Newsflash! Work is more challenging than it was a year ago. Hardships abound: displacements, demands from home, needs in our own communities. It can feel impossible to manage it all.
So much of my life over the last six months has been reactive. Once I realized this was my reality well into next year, I started asking myself some questions, most notably the following:
Is my work creating the best impact for my team?
As I talked to others I realized that I was not alone in these thoughts. Teams are smoldering. Remote work isn’t exactly easy. The truth is that many people are having a hard time discerning their impact.
Client delivery is THE priority for business; as a result work has become more tactical than strategic.
But it is generally the harder and cross-functional problems that inspire us. Whether we like to admit it or not, it is the challenging, alchemical, and asymmetric upside projects which we relish deep down.

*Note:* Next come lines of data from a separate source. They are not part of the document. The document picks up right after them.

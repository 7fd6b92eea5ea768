//! Shortcode expansion.
//!
//! Shortcodes are inline tokens (`{{name key="value"}}`, or `[name ...]` in
//! HTML sources) that are replaced by the output of a registered service.

mod engine;
mod parser;
mod registry;

pub use engine::{
    error_marker, expand_stashed, process_shortcodes, render_shortcode, stash_shortcodes,
};
pub use parser::{decode_entities, parse_args, parse_attributes};
pub use registry::ShortcodeRegistry;
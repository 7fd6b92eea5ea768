//! Theme engine with Tera templates and suggestion resolution.

use std::collections::HashMap;
use std::path::Path;
use std::sync::Arc;

use agnstk_sdk::RenderArgs;
use anyhow::{Context, Result, bail};
use dashmap::DashMap;
use tera::Tera;
use tracing::{debug, warn};

use super::render::{block_html, page_html};
use crate::content::{Block, TemplateRenderer};
use crate::menu::MenuRegistry;
use crate::page::PageConfig;
use crate::shortcode::{ShortcodeRegistry, render_shortcode};

/// Theme engine for rendering templates.
pub struct ThemeEngine {
    /// Tera template engine instance.
    tera: Tera,
    /// Cache mapping suggestion lists to resolved template names.
    suggestion_cache: DashMap<String, String>,
}

impl ThemeEngine {
    /// Create a new theme engine loading templates from the given directory.
    ///
    /// A missing directory yields an engine with no templates; every block
    /// and page then uses the inline fallback.
    pub fn new(template_dir: &Path) -> Result<Self> {
        if !template_dir.is_dir() {
            warn!(dir = %template_dir.display(), "template directory not found, using inline rendering");
            return Self::empty();
        }

        let pattern = template_dir.join("**/*.html");
        let pattern_str = pattern
            .to_str()
            .context("invalid template directory path")?;

        let tera = Tera::new(pattern_str).context("failed to initialize Tera templates")?;

        let template_names: Vec<_> = tera.get_template_names().collect();
        debug!(count = template_names.len(), "loaded templates");

        Ok(Self {
            tera,
            suggestion_cache: DashMap::new(),
        })
    }

    /// Create a theme engine with no templates (for testing).
    pub fn empty() -> Result<Self> {
        Ok(Self {
            tera: Tera::default(),
            suggestion_cache: DashMap::new(),
        })
    }

    /// Make `shortcode(name="...", ...)` callable from templates.
    ///
    /// Unknown shortcodes and handler errors render as nothing, or as a
    /// bracketed notice when `debug` is set.
    pub fn register_shortcodes(&mut self, shortcodes: Arc<ShortcodeRegistry>, debug: bool) {
        self.tera.register_function(
            "shortcode",
            move |args: &HashMap<String, tera::Value>| {
                let name = args
                    .get("name")
                    .and_then(|v| v.as_str())
                    .ok_or_else(|| tera::Error::msg("shortcode() requires a `name` argument"))?;

                let mut render_args = RenderArgs::new();
                for (key, value) in args.iter().filter(|(k, _)| *k != "name") {
                    let value = match value {
                        tera::Value::String(s) => s.clone(),
                        other => other.to_string(),
                    };
                    if key == "class" {
                        render_args.attributes.insert(key.clone(), value);
                    } else {
                        render_args.params.insert(key.clone(), value);
                    }
                }

                let html = match render_shortcode(name, &render_args, &shortcodes) {
                    Some(Ok(html)) => html,
                    Some(Err(e)) => {
                        warn!(shortcode = %name, error = %e, "template shortcode failed");
                        if debug {
                            format!("[shortcode error: {name}]")
                        } else {
                            String::new()
                        }
                    }
                    None if debug => format!("[shortcode '{name}' not found]"),
                    None => String::new(),
                };
                Ok(tera::Value::String(html))
            },
        );
    }

    /// Get the underlying Tera instance for custom operations.
    pub fn tera(&self) -> &Tera {
        &self.tera
    }

    /// Get a mutable reference to Tera (for adding templates at runtime).
    pub fn tera_mut(&mut self) -> &mut Tera {
        &mut self.tera
    }

    /// Resolve the best template from a list of suggestions.
    ///
    /// Templates are tried in order; the first one that exists is returned.
    /// Results are cached for performance.
    ///
    /// Example suggestions: `["components/block--about", "components/block"]`
    pub fn resolve_template(&self, suggestions: &[&str]) -> Option<String> {
        if suggestions.is_empty() {
            return None;
        }

        let cache_key = suggestions.join("|");
        if let Some(cached) = self.suggestion_cache.get(&cache_key) {
            return Some(cached.clone());
        }

        for suggestion in suggestions {
            let template_name = format!("{suggestion}.html");
            if self.tera.get_template(&template_name).is_ok() {
                self.suggestion_cache
                    .insert(cache_key, template_name.clone());
                return Some(template_name);
            }

            // Also try without .html extension (in case suggestion already has it)
            if self.tera.get_template(suggestion).is_ok() {
                let name = (*suggestion).to_string();
                self.suggestion_cache.insert(cache_key, name.clone());
                return Some(name);
            }
        }

        // Negative results are not cached so templates added later are found.
        None
    }

    /// Template suggestions for a block, most specific first.
    pub fn block_suggestions(block: &Block) -> Vec<String> {
        vec![
            format!("components/block--{}", block.id),
            "components/block".to_string(),
        ]
    }

    /// Template suggestions for a page, most specific first.
    pub fn page_suggestions(page_id: &str) -> Vec<String> {
        vec![format!("page--{page_id}"), "page".to_string()]
    }

    /// Render a block in its wrapper.
    pub fn render_block(&self, block: &Block) -> Result<String> {
        let suggestions = Self::block_suggestions(block);
        let suggestion_refs: Vec<&str> = suggestions.iter().map(|s| s.as_str()).collect();

        let Some(template) = self.resolve_template(&suggestion_refs) else {
            debug!(block = %block.id, "no block template, rendering inline");
            return Ok(block_html(block));
        };

        let mut context = tera::Context::new();
        context.insert("block", block);
        context.insert("class", &block.class().unwrap_or_default());

        self.tera
            .render(&template, &context)
            .with_context(|| format!("failed to render block template {template}"))
    }

    /// Render a full page around its block.
    pub fn render_page(
        &self,
        page: &PageConfig,
        block: &Block,
        menus: &MenuRegistry,
        logged_in: bool,
    ) -> Result<String> {
        let block_html = self.render_block(block)?;

        let suggestions = Self::page_suggestions(&page.id);
        let suggestion_refs: Vec<&str> = suggestions.iter().map(|s| s.as_str()).collect();

        let Some(template) = self.resolve_template(&suggestion_refs) else {
            debug!(page = %page.id, "no page template, rendering inline");
            return Ok(page_html(&page.title, &block_html, menus));
        };

        let mut context = tera::Context::new();
        context.insert("title", &page.title);
        context.insert("page", page);
        context.insert("content", &block_html);
        context.insert("menus", menus);
        context.insert("logged_in", &logged_in);

        self.tera
            .render(&template, &context)
            .with_context(|| format!("failed to render page template {template}"))
    }

    /// Clear the suggestion cache (useful for development hot-reload).
    pub fn clear_cache(&self) {
        self.suggestion_cache.clear();
    }
}

impl TemplateRenderer for ThemeEngine {
    /// Views live under `views/`; a bare template name also works.
    fn render(&self, view: &str, data: &serde_json::Value) -> Result<String> {
        let scoped = format!("views/{view}");
        let Some(template) = self.resolve_template(&[scoped.as_str(), view]) else {
            bail!("view not found: {view}");
        };

        let context = match data {
            serde_json::Value::Null => tera::Context::new(),
            serde_json::Value::Object(_) => {
                tera::Context::from_value(data.clone()).context("invalid view data")?
            }
            other => {
                let mut context = tera::Context::new();
                context.insert("data", other);
                context
            }
        };

        self.tera
            .render(&template, &context)
            .with_context(|| format!("failed to render view {view}"))
    }
}

impl std::fmt::Debug for ThemeEngine {
    fn fmt(&self, f: &mut std::fmt::Formatter<'_>) -> std::fmt::Result {
        f.debug_struct("ThemeEngine")
            .field("template_count", &self.tera.get_template_names().count())
            .field("cache_size", &self.suggestion_cache.len())
            .finish()
    }
}

/// Wrap ThemeEngine in Arc for sharing across handlers.
pub type SharedThemeEngine = Arc<ThemeEngine>;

“[.. M]agic happens when you bring teams together. Specifically cross-functional teams,” explains Zander Lurie, CEO of SurveyMonkey.

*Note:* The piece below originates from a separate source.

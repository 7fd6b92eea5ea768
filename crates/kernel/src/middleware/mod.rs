//! HTTP middleware components.

pub mod bearer_auth;

pub use bearer_auth::authenticate_bearer_token;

“It is the five people sharing a pizza that are .. shipping a new product, launching a new campaign, closing the books,” gushes Lurie. “It is where you have someone from Legal, Finance, Product, and Marketing and bringing those people together.
“Man, I miss getting them together.”
Good leaders know the value of cross-function. Diverse thought added to varied domain expertise create more than the sum of their parts. Focused on deliverable tasks in isolation we have less to measure ourselves against. We can find ourselves off of the path. Would I have wandered this far a year ago?
Even if we somehow cram in the required tasks in the gaps of our new lives: is the work still fulfilling?
Find the Road Back
I can only speak for myself, but if I am feeling listless and unfulfilled it doesn’t correlate to being busy or not. Busy-ness is the wrong metric.
When feeling “off” at work, it helps me to do a simple exercise. This can help me get back to where I need to be. My hope is that this can help you too.
First, I take a blank piece of paper, draw a big plus sign. Label the left line segment with “Low Activity” and the right line segment with “High Activity.” Next, label the top line segment “Strong Communication” and the bottom line segment “Poor Communication.”
It should look something like this:
To begin, I ask myself whether I am active at work or not? That orients me to the left or right side. Next, I ask myself if I am communicating well or not? That helps me orient to the top or bottom.
Answering those two questions will land me in one of the four boxes. If you have a hard time answering those questions try this — which statement seems the most true?
I feel isolated and lacking tasks (lower left)
I feel well connected but lacking tasks (upper left)
I feel isolated but active (bottom right)
I feel well connected and active (upper right)
If I am isolated, communicating will lead to clearer purpose. It might be a reminder from a boss, supporting a teammate’s task, or validation on what work to offload.
If I am idle, searching for new tasks might lead me to a fuller plate, or a breakthrough on efficiency. It also might lead to a great cross-functional project which good leaders value and covet.
The goal here is to find ways to move to that connected and active feeling. But remember! Being chatty and busy isn’t the end-all-be-all, it only helps me to better calibrate.
Already in that top right box? Great! Stay humble as there is always room for improvement.
The Feedback Loop
So why does this matter? I hope this would be a healthier and more productive work environment. Here’s some other benefits:
Your work will transform for the better.
Even when everything is firing on all cylinders, it is worthwhile to take a critical look at my impact. Am I doing the most I can? How can I partner better with those around me? What tasks are opportunities for automation? Those questions lead to better, more prioritized and productive work.
The projects you team on will be better.
Staying engaged with your team means there’s more to learn about and do. Staying connected means that decisions won’t default. Opportunities for improvement will more readily surface. When more than one person thinks about a problem better solutions and value abound.
Taking creative risks might be more important now than ever.
The Roman poet Horace wrote that “adversity has the effect of eliciting talents which, in prosperous circumstances, would have lain dormant.” This is as true in our lives as it is in our work. We need to discover new things about ourselves to adapt and thrive. Challenging situations can lead to new opportunities. If 2020 has taught us anything it is that conventional thinking is problematic at best. Finding ways around work, team, or business constraints could have a huge impact.
Leadership is starting to feel the impact of the loss of cross-functionality
Many organizations have stabilized through focus on fundamentals. But first movers in the next economy will gain advantages and stand a better chance of thriving. Those types of breakthroughs do not happen when teams are solely focused on delivery.
Organizations that add cross-functional work back into the regular operations will jump ahead. In the past, those projects began around the water cooler or the conference room table. Now, people must find new ways to share ideas with others. That starts through strong communication and activity.
The Way Back
If you feel a bit adrift, it is likely that others feel the same. There’s lots of ways to recalibrate, but I hope I have provided some simple ways to get started.
Asking ourselves about our communication and activity levels are a good start. While those provide clues on where we need to improve, they are also not just checkboxes to tick. There’s always room for improvement!
May that journey lead you to interesting and challenging new projects.